Dexamethasone in Asthma

Steroids are part of the mainstay of therapy for acute exacerbations of reactive airway disease – but does it matter which steroid we use?

I think it’s clear that answer is: “no”.  Multiple studies support using dexamethasone rather than prednisone – best described in pediatrics, but this study reaffirms its utility in adults.  The advantage is its half-life of 72 hours, meaning it requires fewer doses and, in theory, greater compliance.  Although, really, this study is limited directly as a pharmacologic comparison study specifically because of the compliance issue – there’s no guarantee every patient finished their course of prednisone, while it’s pretty likely patients managed to take at least the 2nd non-placebo dose of their dexamethasone.  However, in terms of clinical relevance – it reflects the compliance issues encountered in reality.

There’s an underpowered single-dose dexamethasone pediatric study out there, as well, which appears promising.  I like the idea of 100% compliance guaranteed by a single-dose in the ED, but it’s something that needs more data.

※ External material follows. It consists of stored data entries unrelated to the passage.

//! WebSocket transport for the realtime channel.
//!
//! Thin wrapper around `tokio-tungstenite` providing separate reader and
//! writer halves. Text and binary frames are surfaced the same way, as raw
//! payload bytes, since the server speaks in single control bytes.

use anyhow::{Context, Result};
use futures_util::{SinkExt, StreamExt};
use tokio_tungstenite::tungstenite;

/// Concrete WebSocket stream type.
type WsStream = tokio_tungstenite::WebSocketStream<
    tokio_tungstenite::MaybeTlsStream<tokio::net::TcpStream>,
>;

/// Received WebSocket message.
#[derive(Debug, PartialEq, Eq)]
pub enum WsMessage {
    /// Text or binary frame payload.
    Data(Vec<u8>),
    /// Ping frame with payload.
    Ping(Vec<u8>),
    /// Pong frame with payload.
    Pong(Vec<u8>),
    /// Close frame with status code and reason.
    Close {
        /// WebSocket close code (1000 = normal, 1005 = no code).
        code: u16,
        /// Human-readable close reason.
        reason: String,
    },
}

/// Write half of a WebSocket connection.
#[derive(Debug)]
pub struct WsWriter {
    sink: futures_util::stream::SplitSink<WsStream, tungstenite::Message>,
}

impl WsWriter {
    /// Send a UTF-8 text frame.
    ///
    /// # Errors
    ///
    /// Returns an error if the send fails (connection closed, I/O error).
    pub async fn send_text(&mut self, text: &str) -> Result<()> {
        self.sink
            .send(tungstenite::Message::Text(text.into()))
            .await
            .context("WebSocket send_text failed")
    }

    /// Send a pong frame in response to a ping.
    ///
    /// # Errors
    ///
    /// Returns an error if the send fails.
    pub async fn send_pong(&mut self, data: Vec<u8>) -> Result<()> {
        self.sink
            .send(tungstenite::Message::Pong(data.into()))
            .await
            .context("WebSocket send_pong failed")
    }

    /// Flush pending writes and close the sink.
    ///
    /// # Errors
    ///
    /// Returns an error if closing fails.
    pub async fn close(&mut self) -> Result<()> {
        self.sink.close().await.context("WebSocket close failed")
    }
}

/// Read half of a WebSocket connection.
#[derive(Debug)]
pub struct WsReader {
    stream: futures_util::stream::SplitStream<WsStream>,
}

impl WsReader {
    /// Receive the next message, returning `None` when the stream ends.
    pub async fn recv(&mut self) -> Option<Result<WsMessage>> {
        loop {
            let message = match self.stream.next().await? {
                Ok(message) => message,
                Err(e) => return Some(Err(anyhow::anyhow!("WebSocket read error: {e}"))),
            };
            let message = match message {
                tungstenite::Message::Text(text) => WsMessage::Data(text.as_bytes().to_vec()),
                tungstenite::Message::Binary(data) => WsMessage::Data(data.to_vec()),
                tungstenite::Message::Ping(data) => WsMessage::Ping(data.to_vec()),
                tungstenite::Message::Pong(data) => WsMessage::Pong(data.to_vec()),
                tungstenite::Message::Close(close_frame) => {
                    let (code, reason) = close_frame
                        .map(|cf| (cf.code.into(), cf.reason.to_string()))
                        .unwrap_or((1005, String::new()));
                    WsMessage::Close { code, reason }
                }
                tungstenite::Message::Frame(_) => continue,
            };
            return Some(Ok(message));
        }
    }
}

/// Connect to a WebSocket URL.
///
/// Returns split (writer, reader) halves.
///
/// # Errors
///
/// Returns an error if the URL is invalid or the WebSocket handshake fails.
pub async fn connect(url: &str) -> Result<(WsWriter, WsReader)> {
    use tungstenite::client::IntoClientRequest;

    let request = url
        .into_client_request()
        .with_context(|| format!("invalid WebSocket URL: {url}"))?;

    let (ws_stream, _response) = tokio_tungstenite::connect_async(request)
        .await
        .with_context(|| format!("WebSocket connect to {url} failed"))?;

    let (sink, stream) = ws_stream.split();

    Ok((WsWriter { sink }, WsReader { stream }))
}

www.ncbi.nlm.nih.gov/pubmed/21334098

2 thoughts on “Dexamethasone in Asthma”

  1. Hi there: Great site, and thanks for linking to my site (Acad Life in EM). I just emailed Joel Kravitz, the first author. I asked why they gave such a HUGE dose of decadron at 16 mg. The equivalent to prednisone 60 mg is decadron at 8 mg. He said that it's because some of his faculty give prednisone 100 mg for the daily dose. Not sure if I feel comfortable giving such a high dose of decadron but I'll be sure to consider giving decadron at 8-10 mg for those potentially less compliant with the 5-d prednisone course.

    Keep up the great work.

  2. I can't say I've ever seen doses of dexamethasone up to 16mg used, either – 12mg is sort of my maximum standard adult dose, and that's a dose I've used multiple times in consultation with ENT. If you really want to think about preposterously high doses, look at 0.6mg/kg dexamethasone for croup – absolutely unnecessary. Plenty of evidence supporting lower doses, and I have no trouble going as low as 0.15mg/kg and still having literature to cite.